Why I Might Watch Tyler Perry’s For Better or Worse – The Feminist Wire

Why I Might Watch Tyler Perry’s For Better or Worse

While Tyler Perry’s For Better or Worse, a televisual extension of Why Did I Get Married and Why Did I Get Married Too, runs against every fiber of my feminist consciousness there is something about it that…appeals to me.  Yes, I realize that the show is ripe with stereotypical expressions of African American life, masking as some sort of black reality.  And yes, I know that Perry’s mad-black-bitch trope gets reimagined and embodied in a range of characters on the show, namely Angela, Jennifer and Keisha.  And, to be sure, I watched in horror as Angela and Jennifer were signified over and over again as crazy, violent, loquacious, and melodramatic.  And yes, my heart sank when it was suggested that Jennifer couldn’t “find a man” for these very reasons last week—as if she’s undeserving of love (and please know, the possibility of colorism here isn’t lost on me either).

Nevertheless, there is something about the show that drew me in last Friday.  I didn’t intend to semi-like it.  In fact, this essay was originally titled, “Why I Won’t Be Watching Tyler Perry’s For Better or Worse.”  To my mind, the trailer offered enough:  a loud talking, irrational, and destructive Angela, and a womanizing, dishonest, and brawny Marcus—set against a lust worthy backdrop of opulence, beauty, sex appeal, fashion forwardness, and a twisted kind of love…mixed with a tinge of buffoonery (for example, “stomp that ho”) and a modicum of misogyny.  What more was there to see?  Anyone familiar with Perry’s productions surely recognize this formula.
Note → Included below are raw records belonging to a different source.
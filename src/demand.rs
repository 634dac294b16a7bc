use itertools::Itertools;
use log::{info, warn};
use rand::distributions::{Distribution, WeightedIndex};
use rand::seq::SliceRandom;
use rand::Rng;
use rand_chacha::ChaCha8Rng;

use crate::config::SimConfig;
use crate::graph::Graph;
use crate::network::StationIdx;
use crate::passenger::{Passenger, PassengerId, PassengerKind, Trip};
use crate::primitives::Time;

#[derive(Debug, Clone, Copy, PartialEq, Eq, clap::ValueEnum)]
pub enum DayType {
    Weekday,
    Saturday,
    Sunday,
}

impl DayType {
    /// Share of the weekday demand that travels on this day.
    pub fn demand_factor(self) -> f64 {
        match self {
            DayType::Weekday => 1.0,
            DayType::Saturday => 0.6,
            DayType::Sunday => 0.4,
        }
    }
}

/// Draws the passengers of one day. Every trip follows a path of the current graph; stations
/// without any outgoing path never become origins.
pub fn generate_passengers(
    graph: &Graph,
    config: &SimConfig,
    day_type: DayType,
    rng: &mut ChaCha8Rng,
) -> Vec<Passenger> {
    let count = (config.daily_passengers as f64 * day_type.demand_factor()).round() as usize;
    if count == 0 {
        return Vec::new();
    }
    let Ok(kinds) = WeightedIndex::new(config.kind_proportions) else {
        warn!("Invalid passenger kind proportions; no passengers generated");
        return Vec::new();
    };

    let reachable: Vec<Vec<StationIdx>> = graph
        .stations()
        .map(|from| {
            graph
                .stations()
                .filter(|&to| graph.find_path(from, to).is_ok())
                .collect()
        })
        .collect();
    let origins = graph
        .stations()
        .filter(|s| !reachable[s.0 as usize].is_empty())
        .collect_vec();
    if origins.is_empty() {
        warn!("No station pair is connected; no passengers generated");
        return Vec::new();
    }

    info!("Generating {} passengers for a {:?}", count, day_type);
    let generator = Generator {
        graph,
        reachable: &reachable,
        start_time: config.start_time,
        end_time: config.end_time,
    };
    (0..count)
        .map(|idx| {
            let kind = PassengerKind::ALL[kinds.sample(rng)];
            let origin = origins.choose(rng).copied().unwrap_or(origins[0]);
            let trips = generator.trips(kind, origin, rng);
            Passenger::new(PassengerId(idx as u32), kind, trips)
        })
        .collect()
}

struct Generator<'a> {
    graph: &'a Graph,
    reachable: &'a [Vec<StationIdx>],
    start_time: Time,
    end_time: Time,
}

impl Generator<'_> {
    fn trips(&self, kind: PassengerKind, origin: StationIdx, rng: &mut ChaCha8Rng) -> Vec<Trip> {
        let stops = self.stops(kind, origin, rng);
        let departures = self.departures(stops.len() - 1, rng);
        stops
            .iter()
            .tuple_windows()
            .zip(departures)
            .filter_map(|((&from, &to), departure)| {
                let path = self.graph.find_path(from, to).ok()?;
                Some(Trip::new(departure, path.clone()))
            })
            .collect()
    }

    /// Stations visited in order, starting at `origin`.
    fn stops(
        &self,
        kind: PassengerKind,
        origin: StationIdx,
        rng: &mut ChaCha8Rng,
    ) -> Vec<StationIdx> {
        let destination = self.pick(origin, rng);
        match kind {
            PassengerKind::Worker | PassengerKind::Student
                if self.connected(destination, origin) =>
            {
                vec![origin, destination, origin]
            }
            PassengerKind::Tourist => {
                let sight = self.pick(destination, rng);
                if sight != origin && sight != destination && self.connected(sight, origin) {
                    vec![origin, destination, sight, origin]
                } else if self.connected(destination, origin) {
                    vec![origin, destination, origin]
                } else {
                    vec![origin, destination]
                }
            }
            _ => vec![origin, destination],
        }
    }

    fn pick(&self, from: StationIdx, rng: &mut ChaCha8Rng) -> StationIdx {
        self.reachable[from.0 as usize]
            .choose(rng)
            .copied()
            .unwrap_or(from)
    }

    fn connected(&self, from: StationIdx, to: StationIdx) -> bool {
        from != to && self.graph.find_path(from, to).is_ok()
    }

    /// `count` strictly increasing departure times within the service window.
    fn departures(&self, count: usize, rng: &mut ChaCha8Rng) -> Vec<Time> {
        let last = (self.end_time - 1).max(self.start_time);
        let mut times = (0..count)
            .map(|_| rng.gen_range(self.start_time..=last))
            .sorted_unstable()
            .collect_vec();
        for idx in 1..times.len() {
            if times[idx] <= times[idx - 1] {
                times[idx] = times[idx - 1] + 1;
            }
        }
        times
    }
}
So, why might I continue to watch something so individually and collectively detrimental?  To be sure, Angela still represents the kind of “lady” that women ought not to be (for Perry), and Perry continues to devote entire scenes to explicating just that.  Well, in short, I’m a sucker for love, fashion and aesthetics. Moreover, there is something intriguing about Tasha Smith. Unlike Perry’s other “mad-black-bitches,” for example, Helen from Diary of a Mad Black Woman, Jennifer and Julia from Daddy’s Little Girl’s, and Jo from For Colored Girls (not to mention Madea’s Big Happy Family, which reproduces this trope through multiple characters), Angela/Smith seems to embody a muted density, asphyxiated by Perry’s simplistic caricaturing, that I find incredibly appealing.  She has a way of drawing viewers in.  Her strength, resilience, beauty, no-nonsense side-eye, fashion sense, insecurities, and desire to flourish, be loved, seen and respected-on her own terms are beautifully familiar. To this end, it’s probable that many women will tune in because they see themselves in Angela.  I certainly do.

Yet, my feminist consciousness won’t likely let me watch for long.  For Better or Worse is what I’d like to call a lovely disaster.  It’s lovely because it appeals to middle-class representations of love and marriage, fairytale endings, and narratives of African American turmoil and triumph.  However, its dependency on hetero-normative marital ideals, fantastic bliss, commercial beauty, upper middle-class envy (not to mention its lack of socio-economic critique) and stereotypes, for example, Perry’s mad-black-bitch conglomerate, make it disastrous.  And while some women, myself included, may be drawn in by Angela’s brand of grit, many of us are simultaneously pushed away by the characters’ denial of certain critical interests, namely human complexity. No woman, regardless how fierce, wants to be (or should be) reduced to insanity or belligerence.  There is always more to the story.  Dissimilar to Helen from Diary of a Mad Black Woman, the blueprint for Perry’s mad-black-bitch, we never get Angela’s backstory.  Instead, Perry reproduces a piecemealed narrative, constructed in a way to not only justify Angela’s representation, but to suggest that her “bitchiness” is somehow a biological quality rather than an acquired cultural reading.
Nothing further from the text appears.